Obtaining the toggled arch-profile from the as-fabricated profile is analysis and it can be done using the nonlinear structural mechanics module of COMSOL®. However, when one wants to design or synthesize a bistable arch for applications such as circuit breakers, switches, valves, snap-connectors, etc., certain profile of the stressed toggled state may be of interest. Repetitive analysis of user-conceived arches using COMSOL®’s nonlinear mechanics module is one way but it depends on user’s intuition. It is also time-consuming and it does not guarantee the result, especially when there are requirements on the shape of the arch profile along with the travel of a certain point between the two stable states as well as switching and switch-back forces. To address such a need, we present a synthesis module in COMSOL using aforementioned bilateral relationships.

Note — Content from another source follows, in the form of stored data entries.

//! Anomaly estimators on the duration mean
//!
//! Only `mean`, `std_dev` and `median` are available, so the IQR and MAD
//! estimators assume a roughly normal distribution: quartiles are taken as
//! `mean ± std_dev` and MAD as `0.6745 * std_dev`. Both lose validity for
//! skewed timings.

use super::types::{Algorithm, AlgorithmDetection, AnomalyAnalysis, EstimatorResult, IqrResult};
use crate::statistics::{safe_ratio, MetricSample, Severity};

/// Modified Z-score limit (Iglewicz and Hoaglin)
pub const MODIFIED_Z_THRESHOLD: f64 = 3.5;
/// Normal-consistency constant relating MAD and standard deviation
const MAD_CONSTANT: f64 = 0.6745;
const IQR_FENCE: f64 = 1.5;

/// Run all three estimators
pub fn analyze(
    baseline: &MetricSample,
    current: &MetricSample,
    z_threshold: f64,
) -> AnomalyAnalysis {
    let delta = current.mean - baseline.mean;

    let z = safe_ratio(delta.abs(), baseline.std_dev);
    let z_score = EstimatorResult {
        score: z,
        is_anomaly: z > z_threshold,
    };

    let q1 = baseline.mean - baseline.std_dev;
    let q3 = baseline.mean + baseline.std_dev;
    let iqr_width = q3 - q1;
    let lower_fence = q1 - IQR_FENCE * iqr_width;
    let upper_fence = q3 + IQR_FENCE * iqr_width;
    let iqr = IqrResult {
        lower_fence,
        upper_fence,
        is_anomaly: current.mean < lower_fence || current.mean > upper_fence,
    };

    let mad = MAD_CONSTANT * baseline.std_dev;
    let modified_z = safe_ratio(MAD_CONSTANT * (current.mean - baseline.median()), mad);
    let modified_z_score = EstimatorResult {
        score: modified_z,
        is_anomaly: modified_z.abs() > MODIFIED_Z_THRESHOLD,
    };

    let confidence = [
        (z / (2.0 * z_threshold)).min(1.0),
        if iqr.is_anomaly { 1.0 } else { 0.0 },
        (modified_z.abs() / (2.0 * MODIFIED_Z_THRESHOLD)).min(1.0),
    ]
    .into_iter()
    .fold(0.0, f64::max);

    AnomalyAnalysis {
        is_anomaly: z_score.is_anomaly || iqr.is_anomaly || modified_z_score.is_anomaly,
        confidence,
        is_increase: delta > 0.0,
        z_score,
        iqr,
        modified_z_score,
    }
}

/// Detection entry for an upward anomaly; critical beyond twice the z limit
pub fn detection(analysis: &AnomalyAnalysis, z_threshold: f64) -> Option<AlgorithmDetection> {
    if !(analysis.is_anomaly && analysis.is_increase) {
        return None;
    }
    let severity = if analysis.z_score.score > 2.0 * z_threshold {
        Severity::Critical
    } else {
        Severity::Warning
    };
    Some(AlgorithmDetection {
        algorithm: Algorithm::Anomaly,
        confidence: analysis.confidence,
        severity,
    })
}

#[cfg(test)]
mod tests {
    use super::*;

    #[test]
    fn test_z_score_fires_first() {
        let analysis = analyze(
            &MetricSample::new(100.0, 10.0, 30),
            &MetricSample::new(135.0, 10.0, 30),
            2.0,
        );

        assert!(analysis.z_score.is_anomaly);
        assert!(!analysis.iqr.is_anomaly); // upper fence 140
        assert!((analysis.modified_z_score.score - 3.5).abs() < 1e-9);
        assert!(analysis.is_anomaly);
        assert_eq!(detection(&analysis, 2.0).unwrap().severity, Severity::Warning);
    }

    #[test]
    fn test_all_estimators_fire_on_large_shift() {
        let analysis = analyze(
            &MetricSample::new(100.0, 10.0, 30),
            &MetricSample::new(160.0, 10.0, 30),
            2.0,
        );

        assert!(analysis.z_score.is_anomaly);
        assert!(analysis.iqr.is_anomaly);
        assert!(analysis.modified_z_score.is_anomaly);
        assert_eq!(analysis.confidence, 1.0);
        assert_eq!(detection(&analysis, 2.0).unwrap().severity, Severity::Critical);
    }

    #[test]
    fn test_modified_z_uses_baseline_median() {
        let mut baseline = MetricSample::new(100.0, 10.0, 30);
        baseline.median = Some(80.0);

        let analysis = analyze(&baseline, &MetricSample::new(118.0, 10.0, 30), 2.0);

        assert!((analysis.modified_z_score.score - 3.8).abs() < 1e-9);
        assert!(analysis.modified_z_score.is_anomaly);
        assert!(!analysis.z_score.is_anomaly);
    }

    #[test]
    fn test_within_spread_is_normal() {
        let analysis = analyze(
            &MetricSample::new(100.0, 10.0, 30),
            &MetricSample::new(105.0, 10.0, 30),
            2.0,
        );

        assert!(!analysis.is_anomaly);
        assert!(detection(&analysis, 2.0).is_none());
    }
}
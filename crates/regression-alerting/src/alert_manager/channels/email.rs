//! SMTP email channel
//!
//! The transport is verified once when the channel is built. A failed
//! verification disables the channel for the manager's lifetime.

use super::{recommendation_lines, regression_lines, title, AlertRenderer, ChannelMessage, NotificationChannel};
use crate::alert_manager::config::EmailConfig;
use crate::alert_manager::types::Alert;
use crate::error::{AlertError, AlertResult};
use async_trait::async_trait;
use lettre::message::{Mailbox, MultiPart};
use lettre::transport::smtp::authentication::Credentials;
use lettre::{AsyncSmtpTransport, AsyncTransport, Message, Tokio1Executor};
use std::sync::atomic::{AtomicBool, Ordering};
use std::time::Duration;
use tracing::{info, warn};

type Transport = AsyncSmtpTransport<Tokio1Executor>;

/// Email channel backed by an async SMTP transport
pub struct EmailChannel {
    config: EmailConfig,
    transport: Option<Transport>,
    verified: AtomicBool,
}

impl EmailChannel {
    /// Build the transport and verify it once.
    ///
    /// Never fails: an unbuildable or unreachable transport yields a channel
    /// that always declines.
    pub async fn connect(config: EmailConfig) -> Self {
        if !config.enabled {
            return Self::disabled(config);
        }

        let transport = match build_transport(&config) {
            Ok(transport) => transport,
            Err(e) => {
                warn!("Email transport could not be built, disabling channel: {}", e);
                return Self::disabled(config);
            }
        };

        let verified = match transport.test_connection().await {
            Ok(true) => {
                info!("Email transport verified: {}:{}", config.smtp_host, config.smtp_port);
                true
            }
            Ok(false) => {
                warn!(
                    "Email transport {}:{} rejected verification, disabling channel",
                    config.smtp_host, config.smtp_port
                );
                false
            }
            Err(e) => {
                warn!(
                    "Email transport {}:{} unreachable, disabling channel: {}",
                    config.smtp_host, config.smtp_port, e
                );
                false
            }
        };

        Self {
            config,
            transport: Some(transport),
            verified: AtomicBool::new(verified),
        }
    }

    fn disabled(config: EmailConfig) -> Self {
        Self {
            config,
            transport: None,
            verified: AtomicBool::new(false),
        }
    }
}

fn build_transport(config: &EmailConfig) -> AlertResult<Transport> {
    let builder = if config.starttls {
        Transport::starttls_relay(&config.smtp_host)?
    } else {
        Transport::builder_dangerous(&config.smtp_host)
    };

    let mut builder = builder
        .port(config.smtp_port)
        .timeout(Some(Duration::from_millis(config.timeout_ms)));

    if let (Some(user), Some(password)) = (&config.username, &config.password) {
        builder = builder.credentials(Credentials::new(user.clone(), password.clone()));
    }

    Ok(builder.build())
}

impl AlertRenderer for EmailChannel {
    fn render(&self, alert: &Alert) -> AlertResult<ChannelMessage> {
        let subject = format!(
            "[{}] {}",
            alert.severity.as_str().to_uppercase(),
            title(alert)
        );
        let color = alert.severity.color();
        let regressions = regression_lines(alert);
        let recommendations = recommendation_lines(alert);

        let mut text = format!(
            "{}\n\nEnvironment: {}\nSeverity: {}\nAlert ID: {}\nTime: {}\n\n{}\n",
            title(alert),
            alert.environment,
            alert.severity,
            alert.alert_id,
            alert.timestamp.to_rfc3339(),
            alert.summary
        );
        if !regressions.is_empty() {
            text.push_str("\nRegressions:\n");
            for line in &regressions {
                text.push_str(&format!("- {}\n", line));
            }
        }
        if !recommendations.is_empty() {
            text.push_str("\nRecommendations:\n");
            for line in &recommendations {
                text.push_str(&format!("- {}\n", line));
            }
        }
        if let Some(url) = &alert.report_url {
            text.push_str(&format!("\nReport: {}\n", url));
        }

        let list = |items: &[String]| -> String {
            items
                .iter()
                .map(|i| format!("<li style=\"margin-bottom:4px;\">{}</li>", escape(i)))
                .collect()
        };

        let mut html = format!(
            "<html><body style=\"font-family:Arial,sans-serif;color:#333;\">\
             <div style=\"background-color:{color};color:#fff;padding:16px;border-radius:4px 4px 0 0;\">\
             <h2 style=\"margin:0;\">{}</h2></div>\
             <div style=\"border:1px solid {color};border-top:none;padding:16px;\">\
             <p><strong>Environment:</strong> {}<br>\
             <strong>Severity:</strong> <span style=\"color:{color};font-weight:bold;\">{}</span><br>\
             <strong>Alert ID:</strong> {}<br>\
             <strong>Time:</strong> {}</p>\
             <p>{}</p>",
            escape(&title(alert)),
            escape(&alert.environment),
            alert.severity.as_str().to_uppercase(),
            escape(&alert.alert_id),
            alert.timestamp.to_rfc3339(),
            escape(&alert.summary),
        );
        if !regressions.is_empty() {
            html.push_str(&format!("<h3>Regressions</h3><ul>{}</ul>", list(&regressions)));
        }
        if !recommendations.is_empty() {
            html.push_str(&format!(
                "<h3>Recommendations</h3><ul>{}</ul>",
                list(&recommendations)
            ));
        }
        if let Some(url) = &alert.report_url {
            html.push_str(&format!(
                "<p><a href=\"{}\" style=\"background-color:{color};color:#fff;padding:8px 16px;\
                 text-decoration:none;border-radius:4px;\">View Report</a></p>",
                escape(url)
            ));
        }
        html.push_str("</div></body></html>");

        Ok(ChannelMessage::Email {
            subject,
            html,
            text,
        })
    }
}

fn escape(input: &str) -> String {
    input
        .replace('&', "&amp;")
        .replace('<', "&lt;")
        .replace('>', "&gt;")
        .replace('"', "&quot;")
}

#[async_trait]
impl NotificationChannel for EmailChannel {
    fn name(&self) -> &str {
        "email"
    }

    fn is_enabled(&self) -> bool {
        self.config.enabled && self.transport.is_some() && self.verified.load(Ordering::Relaxed)
    }

    async fn send(&self, alert: &Alert) -> AlertResult<()> {
        let transport = self
            .transport
            .as_ref()
            .ok_or_else(|| AlertError::DeliveryFailed {
                channel: "email".to_string(),
                details: "transport not configured".to_string(),
            })?;

        let ChannelMessage::Email {
            subject,
            html,
            text,
        } = self.render(alert)?
        else {
            return Err(AlertError::DeliveryFailed {
                channel: "email".to_string(),
                details: "unexpected message shape".to_string(),
            });
        };

        let mut builder = Message::builder()
            .from(self.config.from.parse::<Mailbox>()?)
            .subject(subject);
        for to in &self.config.to {
            builder = builder.to(to.parse::<Mailbox>()?);
        }
        let message = builder.multipart(MultiPart::alternative_plain_html(text, html))?;

        transport.send(message).await?;
        Ok(())
    }
}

Our module works as follows. A designer specifies a set of points in the module to prescribe the required toggled arch-profile. The given points are fitted to a curve and an arch-profile is displayed. Then, using analytical relationships, the as-fabricated profile of the arch is obtained. Using cross-section parameters, 2D or 3D models of the as-fabricated arch is automatically created. In the next step, we analyze the obtained geometry using COMSOL nonlinear mechanics module. Arch-profiles of the specified toggled stable state and the one obtained from COMSOL are juxtaposed for comparison by the user. The user can evaluate switching and switch-back forces and choose the location of actuation. There exist multiple pathways between the two states depending on the actuation point and direction of the force. Furthermore, the module recognizes the user-specifications that are not realizable as bistable arches. The utility of the module is illustrated through examples for the design of a wide range of bistable arches with pinned-pinned and fixed-fixed boundary conditions, for an on-off valve, a micro-machined switch, and a miniature circuit breaker.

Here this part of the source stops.